> _TASK GOAL_: Check each line of the data for "LastSaleInstrument", and copy the ones that have it.
· · · · ·
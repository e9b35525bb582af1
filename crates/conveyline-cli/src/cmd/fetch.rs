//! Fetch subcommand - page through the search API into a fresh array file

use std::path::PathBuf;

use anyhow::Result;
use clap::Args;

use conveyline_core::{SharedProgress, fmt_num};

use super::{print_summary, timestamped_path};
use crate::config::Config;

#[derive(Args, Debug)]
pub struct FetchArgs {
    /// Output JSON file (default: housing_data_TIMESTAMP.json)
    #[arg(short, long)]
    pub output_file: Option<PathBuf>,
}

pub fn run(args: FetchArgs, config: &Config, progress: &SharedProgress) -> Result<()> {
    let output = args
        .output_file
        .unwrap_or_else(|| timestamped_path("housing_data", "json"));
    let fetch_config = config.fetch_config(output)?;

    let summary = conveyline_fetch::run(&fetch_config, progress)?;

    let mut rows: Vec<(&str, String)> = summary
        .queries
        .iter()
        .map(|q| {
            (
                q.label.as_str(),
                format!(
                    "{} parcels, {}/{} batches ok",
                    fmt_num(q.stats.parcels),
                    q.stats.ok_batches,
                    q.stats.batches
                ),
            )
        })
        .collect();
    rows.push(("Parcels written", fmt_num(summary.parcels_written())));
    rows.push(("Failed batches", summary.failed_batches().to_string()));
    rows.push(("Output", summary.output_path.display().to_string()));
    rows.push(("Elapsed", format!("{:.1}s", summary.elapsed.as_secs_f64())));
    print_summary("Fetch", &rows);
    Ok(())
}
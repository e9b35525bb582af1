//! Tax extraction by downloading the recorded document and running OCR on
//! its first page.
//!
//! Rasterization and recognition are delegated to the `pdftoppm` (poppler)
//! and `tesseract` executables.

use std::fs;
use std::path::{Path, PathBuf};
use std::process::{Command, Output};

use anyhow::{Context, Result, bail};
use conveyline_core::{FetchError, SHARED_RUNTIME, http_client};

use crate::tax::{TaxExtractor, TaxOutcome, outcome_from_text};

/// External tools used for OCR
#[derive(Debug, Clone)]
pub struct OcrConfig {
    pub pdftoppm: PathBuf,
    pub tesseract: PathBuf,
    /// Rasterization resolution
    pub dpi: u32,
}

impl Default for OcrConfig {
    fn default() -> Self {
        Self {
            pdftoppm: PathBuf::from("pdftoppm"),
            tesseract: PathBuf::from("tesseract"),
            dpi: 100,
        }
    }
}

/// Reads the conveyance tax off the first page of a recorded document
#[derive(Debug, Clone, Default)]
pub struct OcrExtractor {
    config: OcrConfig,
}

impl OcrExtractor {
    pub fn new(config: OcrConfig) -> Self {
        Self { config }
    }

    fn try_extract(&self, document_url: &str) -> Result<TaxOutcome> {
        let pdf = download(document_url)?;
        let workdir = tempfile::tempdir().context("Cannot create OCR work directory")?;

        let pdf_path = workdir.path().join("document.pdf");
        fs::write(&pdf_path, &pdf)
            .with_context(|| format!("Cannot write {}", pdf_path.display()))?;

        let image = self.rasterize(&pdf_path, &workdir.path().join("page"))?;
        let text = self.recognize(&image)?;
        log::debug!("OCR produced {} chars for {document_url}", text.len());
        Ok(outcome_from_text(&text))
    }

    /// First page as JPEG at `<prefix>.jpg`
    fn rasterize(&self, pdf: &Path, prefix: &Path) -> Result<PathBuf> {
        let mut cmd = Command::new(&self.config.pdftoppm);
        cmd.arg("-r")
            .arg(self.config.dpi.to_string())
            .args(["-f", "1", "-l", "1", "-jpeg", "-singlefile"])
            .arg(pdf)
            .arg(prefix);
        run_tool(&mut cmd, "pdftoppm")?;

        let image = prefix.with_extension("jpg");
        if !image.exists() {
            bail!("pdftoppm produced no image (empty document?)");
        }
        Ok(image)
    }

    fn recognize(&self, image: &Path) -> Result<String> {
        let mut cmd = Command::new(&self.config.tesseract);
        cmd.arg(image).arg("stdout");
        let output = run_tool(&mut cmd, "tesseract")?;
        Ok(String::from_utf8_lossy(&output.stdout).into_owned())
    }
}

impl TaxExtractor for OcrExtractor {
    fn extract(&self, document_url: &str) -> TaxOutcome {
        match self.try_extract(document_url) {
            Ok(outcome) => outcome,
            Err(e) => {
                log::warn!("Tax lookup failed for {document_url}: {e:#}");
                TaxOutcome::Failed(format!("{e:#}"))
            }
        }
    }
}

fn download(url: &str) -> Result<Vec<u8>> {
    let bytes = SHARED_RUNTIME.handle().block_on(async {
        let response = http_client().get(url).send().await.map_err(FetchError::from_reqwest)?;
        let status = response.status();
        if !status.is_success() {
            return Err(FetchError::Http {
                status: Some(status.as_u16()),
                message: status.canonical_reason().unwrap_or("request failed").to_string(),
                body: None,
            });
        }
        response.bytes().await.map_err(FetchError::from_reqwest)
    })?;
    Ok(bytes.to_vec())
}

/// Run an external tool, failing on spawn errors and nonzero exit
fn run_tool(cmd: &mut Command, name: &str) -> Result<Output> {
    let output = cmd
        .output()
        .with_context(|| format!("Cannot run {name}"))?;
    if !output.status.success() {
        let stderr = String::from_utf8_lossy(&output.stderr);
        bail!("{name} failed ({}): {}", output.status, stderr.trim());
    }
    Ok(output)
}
· · · · ·
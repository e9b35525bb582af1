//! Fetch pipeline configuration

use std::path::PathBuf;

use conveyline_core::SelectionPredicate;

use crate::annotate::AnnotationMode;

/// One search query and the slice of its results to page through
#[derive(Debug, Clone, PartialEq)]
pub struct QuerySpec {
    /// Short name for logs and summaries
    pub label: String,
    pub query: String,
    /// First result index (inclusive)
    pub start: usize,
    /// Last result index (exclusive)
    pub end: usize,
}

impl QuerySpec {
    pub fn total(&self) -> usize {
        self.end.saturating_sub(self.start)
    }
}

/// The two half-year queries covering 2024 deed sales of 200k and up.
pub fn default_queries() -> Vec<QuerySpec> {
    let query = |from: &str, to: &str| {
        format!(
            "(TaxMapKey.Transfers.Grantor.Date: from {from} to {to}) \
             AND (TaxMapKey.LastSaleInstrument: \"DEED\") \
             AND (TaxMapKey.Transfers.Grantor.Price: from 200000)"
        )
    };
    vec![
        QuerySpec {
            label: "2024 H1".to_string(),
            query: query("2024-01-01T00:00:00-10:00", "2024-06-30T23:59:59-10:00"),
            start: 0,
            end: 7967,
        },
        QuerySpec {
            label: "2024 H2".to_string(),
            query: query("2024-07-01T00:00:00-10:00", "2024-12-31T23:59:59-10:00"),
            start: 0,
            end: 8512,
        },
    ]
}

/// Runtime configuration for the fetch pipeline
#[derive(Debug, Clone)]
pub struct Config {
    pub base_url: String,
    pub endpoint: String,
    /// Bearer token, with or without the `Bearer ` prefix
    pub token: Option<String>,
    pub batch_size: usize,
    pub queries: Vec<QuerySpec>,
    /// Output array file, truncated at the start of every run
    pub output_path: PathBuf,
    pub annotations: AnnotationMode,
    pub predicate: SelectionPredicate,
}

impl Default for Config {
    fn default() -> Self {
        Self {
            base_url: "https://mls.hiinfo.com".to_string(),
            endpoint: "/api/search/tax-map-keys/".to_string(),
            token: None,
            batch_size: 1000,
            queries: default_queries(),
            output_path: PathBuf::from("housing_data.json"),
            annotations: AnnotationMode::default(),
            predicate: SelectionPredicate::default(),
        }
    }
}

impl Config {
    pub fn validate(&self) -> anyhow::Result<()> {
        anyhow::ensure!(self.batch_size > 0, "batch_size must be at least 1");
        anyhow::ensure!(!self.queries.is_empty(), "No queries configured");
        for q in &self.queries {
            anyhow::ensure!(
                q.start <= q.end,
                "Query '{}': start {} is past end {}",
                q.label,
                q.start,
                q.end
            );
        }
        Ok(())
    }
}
· · · · ·
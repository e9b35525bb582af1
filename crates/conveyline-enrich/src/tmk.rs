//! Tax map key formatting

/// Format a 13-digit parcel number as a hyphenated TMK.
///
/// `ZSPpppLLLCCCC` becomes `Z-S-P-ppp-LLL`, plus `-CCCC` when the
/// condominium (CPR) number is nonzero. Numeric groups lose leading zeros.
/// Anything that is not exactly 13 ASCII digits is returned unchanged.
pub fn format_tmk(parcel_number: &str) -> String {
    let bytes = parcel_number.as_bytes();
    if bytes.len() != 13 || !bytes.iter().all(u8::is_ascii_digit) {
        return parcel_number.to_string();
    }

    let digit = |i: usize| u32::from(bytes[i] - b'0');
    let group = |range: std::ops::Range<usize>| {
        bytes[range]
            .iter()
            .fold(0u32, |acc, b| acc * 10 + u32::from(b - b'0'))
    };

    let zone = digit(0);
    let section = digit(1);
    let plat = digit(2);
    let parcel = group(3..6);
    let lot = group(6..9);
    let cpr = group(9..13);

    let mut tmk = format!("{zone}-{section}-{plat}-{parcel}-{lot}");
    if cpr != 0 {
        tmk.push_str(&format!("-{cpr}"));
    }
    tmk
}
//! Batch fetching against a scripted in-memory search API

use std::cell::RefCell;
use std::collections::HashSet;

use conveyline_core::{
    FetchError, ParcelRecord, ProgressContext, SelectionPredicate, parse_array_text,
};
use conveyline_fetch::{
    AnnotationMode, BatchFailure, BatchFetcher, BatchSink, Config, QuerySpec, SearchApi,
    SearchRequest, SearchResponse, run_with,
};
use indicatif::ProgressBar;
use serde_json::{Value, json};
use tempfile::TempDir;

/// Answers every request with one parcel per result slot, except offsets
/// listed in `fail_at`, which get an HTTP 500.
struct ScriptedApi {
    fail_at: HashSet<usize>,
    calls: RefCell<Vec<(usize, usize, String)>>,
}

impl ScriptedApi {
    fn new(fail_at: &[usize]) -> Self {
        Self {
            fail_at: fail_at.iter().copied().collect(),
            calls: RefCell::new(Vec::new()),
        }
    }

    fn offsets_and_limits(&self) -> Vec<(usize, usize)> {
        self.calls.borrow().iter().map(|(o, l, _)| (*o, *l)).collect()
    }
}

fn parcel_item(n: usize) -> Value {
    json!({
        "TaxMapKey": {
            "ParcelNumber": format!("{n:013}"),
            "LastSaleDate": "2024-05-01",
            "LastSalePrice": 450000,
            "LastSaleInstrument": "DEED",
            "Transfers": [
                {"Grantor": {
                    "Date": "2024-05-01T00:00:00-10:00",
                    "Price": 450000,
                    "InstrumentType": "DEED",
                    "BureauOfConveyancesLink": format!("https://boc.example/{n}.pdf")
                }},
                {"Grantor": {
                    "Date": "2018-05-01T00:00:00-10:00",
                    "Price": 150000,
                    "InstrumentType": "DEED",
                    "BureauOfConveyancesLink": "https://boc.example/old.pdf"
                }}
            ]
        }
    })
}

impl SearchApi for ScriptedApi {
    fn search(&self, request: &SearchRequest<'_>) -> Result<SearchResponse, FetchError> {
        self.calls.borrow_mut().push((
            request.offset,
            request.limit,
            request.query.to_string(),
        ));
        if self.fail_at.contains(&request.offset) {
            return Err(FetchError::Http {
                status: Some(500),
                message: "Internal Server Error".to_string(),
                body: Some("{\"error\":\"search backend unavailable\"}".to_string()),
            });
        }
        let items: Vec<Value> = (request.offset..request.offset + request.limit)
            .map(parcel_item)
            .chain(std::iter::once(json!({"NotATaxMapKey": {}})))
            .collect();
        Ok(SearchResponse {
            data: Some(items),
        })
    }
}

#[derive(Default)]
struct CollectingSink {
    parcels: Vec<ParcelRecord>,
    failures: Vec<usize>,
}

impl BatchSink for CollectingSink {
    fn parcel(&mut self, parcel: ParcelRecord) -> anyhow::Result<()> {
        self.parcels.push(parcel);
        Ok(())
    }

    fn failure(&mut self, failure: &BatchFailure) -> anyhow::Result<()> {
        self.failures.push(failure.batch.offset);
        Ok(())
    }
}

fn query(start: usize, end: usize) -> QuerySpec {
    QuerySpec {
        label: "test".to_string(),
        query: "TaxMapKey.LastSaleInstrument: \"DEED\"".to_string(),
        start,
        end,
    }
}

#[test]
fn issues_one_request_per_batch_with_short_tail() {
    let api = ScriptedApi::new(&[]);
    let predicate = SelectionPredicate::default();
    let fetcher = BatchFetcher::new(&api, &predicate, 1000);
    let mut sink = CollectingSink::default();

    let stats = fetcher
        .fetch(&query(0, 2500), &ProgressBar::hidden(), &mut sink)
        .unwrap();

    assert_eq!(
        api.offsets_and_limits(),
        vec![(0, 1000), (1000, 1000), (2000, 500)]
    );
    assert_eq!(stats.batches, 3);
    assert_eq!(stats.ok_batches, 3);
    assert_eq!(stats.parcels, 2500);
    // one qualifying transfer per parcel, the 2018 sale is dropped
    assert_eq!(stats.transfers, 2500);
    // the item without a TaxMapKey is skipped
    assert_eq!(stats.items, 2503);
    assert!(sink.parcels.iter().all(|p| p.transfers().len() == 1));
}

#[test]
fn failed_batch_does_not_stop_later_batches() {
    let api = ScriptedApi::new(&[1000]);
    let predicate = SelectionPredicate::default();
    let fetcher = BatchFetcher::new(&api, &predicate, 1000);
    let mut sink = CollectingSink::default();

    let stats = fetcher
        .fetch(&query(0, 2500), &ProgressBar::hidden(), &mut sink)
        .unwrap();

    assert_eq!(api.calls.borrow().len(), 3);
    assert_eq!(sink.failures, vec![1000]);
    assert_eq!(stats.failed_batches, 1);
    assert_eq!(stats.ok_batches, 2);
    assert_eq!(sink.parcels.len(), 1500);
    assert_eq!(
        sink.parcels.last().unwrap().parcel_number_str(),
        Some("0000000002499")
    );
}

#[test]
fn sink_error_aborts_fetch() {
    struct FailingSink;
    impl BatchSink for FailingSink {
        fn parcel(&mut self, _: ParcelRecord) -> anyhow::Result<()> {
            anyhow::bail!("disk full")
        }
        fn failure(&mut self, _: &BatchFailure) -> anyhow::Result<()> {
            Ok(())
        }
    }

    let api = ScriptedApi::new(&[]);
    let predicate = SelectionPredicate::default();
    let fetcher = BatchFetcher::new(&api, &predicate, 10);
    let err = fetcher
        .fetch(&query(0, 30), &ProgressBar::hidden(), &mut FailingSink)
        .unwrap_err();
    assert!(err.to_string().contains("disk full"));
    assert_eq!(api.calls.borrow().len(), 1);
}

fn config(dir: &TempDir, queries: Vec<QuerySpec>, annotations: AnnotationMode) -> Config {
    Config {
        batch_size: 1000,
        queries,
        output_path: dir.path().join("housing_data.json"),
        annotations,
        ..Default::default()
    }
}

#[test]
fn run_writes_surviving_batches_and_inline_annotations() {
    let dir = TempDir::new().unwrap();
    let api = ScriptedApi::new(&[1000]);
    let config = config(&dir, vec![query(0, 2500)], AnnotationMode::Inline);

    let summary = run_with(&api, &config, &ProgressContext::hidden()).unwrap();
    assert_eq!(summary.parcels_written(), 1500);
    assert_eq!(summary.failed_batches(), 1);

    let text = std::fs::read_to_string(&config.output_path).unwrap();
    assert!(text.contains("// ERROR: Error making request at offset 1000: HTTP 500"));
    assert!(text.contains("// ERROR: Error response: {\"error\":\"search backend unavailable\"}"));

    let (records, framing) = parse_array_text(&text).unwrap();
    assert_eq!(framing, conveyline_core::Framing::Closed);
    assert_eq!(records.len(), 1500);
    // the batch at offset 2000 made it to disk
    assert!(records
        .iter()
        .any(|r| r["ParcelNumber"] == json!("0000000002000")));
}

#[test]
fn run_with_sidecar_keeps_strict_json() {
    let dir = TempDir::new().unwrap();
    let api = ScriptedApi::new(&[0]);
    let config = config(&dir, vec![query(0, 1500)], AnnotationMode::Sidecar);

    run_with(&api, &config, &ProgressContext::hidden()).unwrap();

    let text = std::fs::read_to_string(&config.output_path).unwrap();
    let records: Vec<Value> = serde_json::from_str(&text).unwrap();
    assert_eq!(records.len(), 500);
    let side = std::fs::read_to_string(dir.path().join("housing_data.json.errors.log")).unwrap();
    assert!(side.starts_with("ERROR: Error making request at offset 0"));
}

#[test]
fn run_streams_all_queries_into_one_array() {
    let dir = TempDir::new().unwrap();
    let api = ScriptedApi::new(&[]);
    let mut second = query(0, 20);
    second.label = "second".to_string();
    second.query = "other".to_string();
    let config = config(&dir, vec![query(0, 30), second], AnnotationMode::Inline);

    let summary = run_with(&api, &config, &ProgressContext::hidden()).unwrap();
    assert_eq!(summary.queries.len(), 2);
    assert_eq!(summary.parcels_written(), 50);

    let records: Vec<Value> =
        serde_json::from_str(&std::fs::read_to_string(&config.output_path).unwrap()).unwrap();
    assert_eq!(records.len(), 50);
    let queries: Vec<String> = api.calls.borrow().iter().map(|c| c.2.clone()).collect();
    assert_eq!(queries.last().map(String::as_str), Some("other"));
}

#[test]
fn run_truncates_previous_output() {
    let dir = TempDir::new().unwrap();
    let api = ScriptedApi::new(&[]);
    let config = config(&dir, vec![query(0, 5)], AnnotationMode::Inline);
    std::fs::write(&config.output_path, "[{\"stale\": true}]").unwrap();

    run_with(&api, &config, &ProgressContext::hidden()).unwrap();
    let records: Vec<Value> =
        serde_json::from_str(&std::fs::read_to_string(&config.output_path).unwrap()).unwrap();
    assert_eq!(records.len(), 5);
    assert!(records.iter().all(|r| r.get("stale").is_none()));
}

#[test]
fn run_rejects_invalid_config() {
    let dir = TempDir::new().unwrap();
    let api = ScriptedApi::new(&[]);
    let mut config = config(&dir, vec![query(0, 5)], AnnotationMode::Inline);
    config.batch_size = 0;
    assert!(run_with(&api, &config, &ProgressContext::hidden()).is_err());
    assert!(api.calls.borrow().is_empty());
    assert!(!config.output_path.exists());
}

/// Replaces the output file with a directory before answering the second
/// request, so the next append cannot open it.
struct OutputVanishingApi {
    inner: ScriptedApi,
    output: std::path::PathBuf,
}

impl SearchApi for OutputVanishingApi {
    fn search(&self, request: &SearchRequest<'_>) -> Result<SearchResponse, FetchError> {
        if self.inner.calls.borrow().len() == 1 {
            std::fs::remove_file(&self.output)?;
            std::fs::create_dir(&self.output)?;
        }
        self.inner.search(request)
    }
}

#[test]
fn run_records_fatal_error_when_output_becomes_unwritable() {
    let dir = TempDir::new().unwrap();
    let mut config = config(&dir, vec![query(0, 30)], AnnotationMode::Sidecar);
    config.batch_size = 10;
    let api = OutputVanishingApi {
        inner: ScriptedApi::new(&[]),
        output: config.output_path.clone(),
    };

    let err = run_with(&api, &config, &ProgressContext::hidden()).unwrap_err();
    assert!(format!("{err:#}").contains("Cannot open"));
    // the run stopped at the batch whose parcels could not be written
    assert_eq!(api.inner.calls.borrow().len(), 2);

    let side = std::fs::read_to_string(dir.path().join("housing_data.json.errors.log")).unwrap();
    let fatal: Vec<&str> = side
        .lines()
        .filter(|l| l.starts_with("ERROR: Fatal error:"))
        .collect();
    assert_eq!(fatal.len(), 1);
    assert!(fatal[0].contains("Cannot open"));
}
· · · · ·
> _RESULT FOR THIS EXERCISE_:
             AND (TaxMapKey.LastSaleInstrument: \"DEED\") \
            "LastSaleInstrument": "DEED",
        query: "TaxMapKey.LastSaleInstrument: \"DEED\"".to_string(),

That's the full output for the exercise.